The government may deport or exclude “[a]ny alien who, by fraud or wilfully misrepresenting a material fact, seeks to procure (or has sought to procure or has procured) a visa, other documentation, or entry into the United States * * 8 U.S.C. § 1182(a)(6)(C)(i). This statute requires that the government prove by clear and convincing evidence four things: (1) the person misrepresented or concealed some fact; (2) the person did so willfully; (3) the fact was material; and (4) the misrepresentation resulted in the person obtaining a visa, documentation or entry into this country. Kungys v. United States, 485 U.S. 759, 767, 108 S.Ct. 1537, 1544-45, 99 L.Ed.2d 839. There is no question in this case that Kalejs’ visa applications violated prongs one and two; that is, Kalejs misrepresented facts and he did this willingly. In fact, Kalejs admitted as much on two occasions. The issue, then, is whether petitioner’s lies were material and whether they resulted in his acquisition of the U.S. visa. Under Kungys, a false statement is material if it had a natural tendency to influence the decisions of the Immigration and Naturalization Service. Id. at 772, 108 S.Ct. at 1547. Once materiality is proved by clear and convincing evidence, the government is deemed to have established a rebuttable presumption that the person got his visa because of the misrepresentation. The accused may rebut the presumption by showing through a preponderance of the evidence that the statutory requirement for admission was met regardless of the falsehood. Id. at 777, 108 S.Ct. at 1549-50. This is most definitely not a “but for” analysis, according to the Court; that is, the government need not establish that “but for” the misrepresentation, the person would have been denied entry. Id. at 777-779, 108 S.Ct. at 1549-51. Obviously, since materiality has been defined as the tendency to influence immigration officials, it is intertwined with the question of whether the person obtained a visa because of the misrepresentation. In essence, the materiality requirement is designed to exclude trivial or irrelevant misstatements and the obtaining or procuring requirement is designed to measure how heavily officials relied on the falsehood.

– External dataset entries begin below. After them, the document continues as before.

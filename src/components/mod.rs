// Copyright (C) 2026  Caprica Software Limited
//
// This program is free software: you can redistribute it and/or modify
// it under the terms of the GNU General Public License as published by
// the Free Software Foundation, either version 3 of the License, or
// (at your option) any later version.
//
// This program is distributed in the hope that it will be useful,
// but WITHOUT ANY WARRANTY; without even the implied warranty of
// MERCHANTABILITY or FITNESS FOR A PARTICULAR PURPOSE.  See the
// GNU General Public License for more details.
//
// You should have received a copy of the GNU General Public License
// along with this program.  If not, see <https://www.gnu.org/licenses/>.

//! Reusable interactive UI components.
//!
//! Each component keeps its own widget state, translates key events into an
//! optional component action, and knows how to draw itself. Components never
//! touch the catalog directly; the event handlers act on their actions.

mod add_form;
mod movie_list;
mod search;
mod year_filter;

pub(crate) use add_form::{AddForm, AddFormAction};
pub(crate) use movie_list::{MovieList, MovieListAction};
pub(crate) use search::{SearchAction, SearchBar};
pub(crate) use year_filter::YearSelector;
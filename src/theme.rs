// Copyright (C) 2026  Caprica Software Limited
//
// This program is free software: you can redistribute it and/or modify
// it under the terms of the GNU General Public License as published by
// the Free Software Foundation, either version 3 of the License, or
// (at your option) any later version.
//
// This program is distributed in the hope that it will be useful,
// but WITHOUT ANY WARRANTY; without even the implied warranty of
// MERCHANTABILITY or FITNESS FOR A PARTICULAR PURPOSE.  See the
// GNU General Public License for more details.
//
// You should have received a copy of the GNU General Public License
// along with this program.  If not, see <https://www.gnu.org/licenses/>.

//! Visual styling and color configuration for the TUI.
//!
//! This module defines the application's color palette, including the
//! colors used for movie cards and for each kind of toast notification.

use ratatui::style::Color;

use crate::model::toast::ToastKind;

#[derive(Clone, Copy)]
pub(crate) struct Theme {
    pub(crate) background_colour: Color,
    pub(crate) accent_colour: Color,
    pub(crate) border_colour: Color,
    pub(crate) text_colour: Color,
    pub(crate) muted_colour: Color,
    pub(crate) commander_colour: Color,
    pub(crate) commander_bg: Color,

    pub(crate) card_title_fg: Color,
    pub(crate) card_year_fg: Color,

    pub(crate) toast_success: Color,
    pub(crate) toast_warning: Color,
    pub(crate) toast_error: Color,
}

impl Default for Theme {
    // Returns the standard application theme.
    fn default() -> Self {
        Self::default_theme()
    }
}

impl Theme {
    // Constructs the default theme.
    pub(crate) const fn default_theme() -> Self {
        Self {
            background_colour: Color::Rgb(24, 24, 32),
            accent_colour: Color::Rgb(229, 9, 20),
            border_colour: Color::Rgb(102, 102, 102),
            text_colour: Color::Rgb(230, 230, 230),
            muted_colour: Color::Rgb(140, 140, 150),
            commander_colour: Color::Rgb(255, 255, 255),
            commander_bg: Color::Rgb(40, 40, 52),

            card_title_fg: Color::Rgb(255, 255, 255),
            card_year_fg: Color::Rgb(250, 189, 47),

            toast_success: Color::Rgb(46, 160, 67),
            toast_warning: Color::Rgb(210, 153, 34),
            toast_error: Color::Rgb(218, 54, 51),
        }
    }

    pub(crate) fn toast_colour(&self, kind: ToastKind) -> Color {
        match kind {
            ToastKind::Added => self.toast_success,
            ToastKind::NoResults | ToastKind::DuplicateTitle | ToastKind::Invalid => {
                self.toast_warning
            }
            ToastKind::Error => self.toast_error,
        }
    }
}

Kalejs argues that Kungys does not apply to him because that decision was not rendered until all the evidence was submitted in his case. This is not correct. Kungys was actually decided on May 2, 1988, three months before Kalejs began his defense. Even so, Kungys would apply. Petitioner relies on Allen v. Hardy, 478 U.S. 255, 106 S.Ct. 2878, 92 L.Ed.2d 199, for the proposition that for him to be bound by the new rule of law enunciated in Kungys would be unjust. But Allen was a criminal case in which a new constitutional rule was announced; the instant case is a civil proceeding in which a statutory interpretation was merely clarified. Where the Supreme Court has applied a rule of law to litigants in one case, we are bound to apply the same rule to all others in the civil context unless specific procedural rules or res judicata prevents it. James B. Beam Distilling Co. v. Georgia, — U.S. -, 111 S.Ct. 2439, 115 L.Ed.2d 481. Moreover, even if Kungys did not apply to Kalejs, his misrepresentations would still be material under Chaunt v. United States, 364 U.S. 350, 355, 81 S.Ct. 147, 151, 5 L.Ed.2d 120, since “facts were suppressed which, if known, would have warranted denial of citizenship or * * * [whose] disclosure might have been useful in an investigation possibly leading to the discovery of other facts warranting denial of citizenship.”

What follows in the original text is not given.